El Ministerio de Ambiente de la provincia de Buenos Aires participará de la puesta en marcha de un sistema de observación marino-costero, tras la oficialización del Decreto 128/26 que ratifica el convenio firmado a fines de 2025 con el CONICET.
La iniciativa se desarrollará en articulación con la Red de Investigación de Estresores Marino-Costeros en Latinoamérica y el Caribe (REMARCO), una red científica internacional con presencia en cerca de 20 países de la región, y permitirá fortalecer el monitoreo ambiental a lo largo de toda la Costa Atlántica bonaerense.

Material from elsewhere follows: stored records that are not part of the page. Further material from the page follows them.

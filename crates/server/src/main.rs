mod api;
mod bootstrap;
mod health;

use std::time::Duration;

use anyhow::Result;
use paintquote_core::config::{AppConfig, LoadOptions};
use tokio::net::TcpListener;
use tracing_subscriber::EnvFilter;

fn init_logging(config: &AppConfig) {
    use paintquote_core::config::LogFormat::*;

    let filter = EnvFilter::try_from_default_env()
        .unwrap_or_else(|_| EnvFilter::new(config.logging.level.as_str()));

    match config.logging.format {
        Compact => {
            tracing_subscriber::fmt().with_target(false).with_env_filter(filter).compact().init();
        }
        Pretty => {
            tracing_subscriber::fmt().with_target(false).with_env_filter(filter).pretty().init();
        }
        Json => {
            tracing_subscriber::fmt().with_target(false).with_env_filter(filter).json().init();
        }
    }
}

#[tokio::main]
async fn main() -> Result<()> {
    run().await
}

pub async fn run() -> Result<()> {
    let config = AppConfig::load(LoadOptions::default())?;
    init_logging(&config);

    let app = bootstrap::bootstrap_with_config(config).await?;
    let provider = app.runtime.provider_name();
    let router = api::router(app.runtime.clone()).merge(health::router(app.db_pool.clone(), provider));

    let address = format!("{}:{}", app.config.server.bind_address, app.config.server.port);
    let listener = TcpListener::bind(&address).await?;
    tracing::info!(
        event_name = "system.server.started",
        correlation_id = "bootstrap",
        address = %address,
        provider,
        "paintquote-server listening"
    );

    axum::serve(listener, router).with_graceful_shutdown(wait_for_shutdown()).await?;

    tracing::info!(
        event_name = "system.server.stopping",
        correlation_id = "shutdown",
        "paintquote-server stopping"
    );
    let grace = Duration::from_secs(app.config.server.graceful_shutdown_secs);
    if tokio::time::timeout(grace, app.db_pool.close()).await.is_err() {
        tracing::warn!(
            event_name = "system.server.pool_close_timeout",
            correlation_id = "shutdown",
            grace_secs = grace.as_secs(),
            "database pool did not close within the grace period"
        );
    }

    Ok(())
}

async fn wait_for_shutdown() {
    if let Err(error) = tokio::signal::ctrl_c().await {
        tracing::error!(
            event_name = "system.server.signal_error",
            correlation_id = "shutdown",
            error = %error,
            "failed to listen for shutdown signal"
        );
    }
}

En el marco del acuerdo se instalarán estaciones de monitoreo continuo en puntos estratégicos como Santa Teresita, Villa Gesell, Mar Chiquita y Mar del Plata. Estos dispositivos relevarán en tiempo real información clave sobre el estado del ambiente marino y costero, incluyendo zonas de transición entre ecosistemas terrestres y oceánicos.
“Esta articulación es fundamental tanto para el Ministerio como para las y los bonaerenses, ya que gracias al trabajo conjunto con REMARCO podremos monitorear en tiempo real, y a lo largo de toda la costa bonaerense, las variables ambientales más sensibles y así anticipar procesos que van desde la acidificación oceánica hasta la contaminación por microplásticos, entre otros temas estratégicos. Además, podremos reportar desde la Provincia de Buenos Aires a las Naciones Unidas el ODS 14, vinculado con la vida en el mar; algo que desde el gobierno nacional no solo no hacen sino que niegan, así como niegan el cambio climático”, expresó la ministra Daniela Vilar.
El trabajo conjunto apuntará a analizar los denominados estresores marino-costeros, es decir, factores —muchas veces vinculados a actividades humanas— que impactan sobre el equilibrio ecológico. Entre las variables a monitorear se encuentran la acidificación del agua, las floraciones de algas nocivas, la presencia de microplásticos y otros contaminantes emergentes.
Con esta iniciativa, y en el marco de Pampa Azul Bonaerense, la Provincia consolida una política pública marino-costera basada en evidencia científica, articulación internacional y planificación estratégica, fortaleciendo la protección de la biodiversidad y el cuidado del mar como bien común fundamental para el desarrollo sostenible.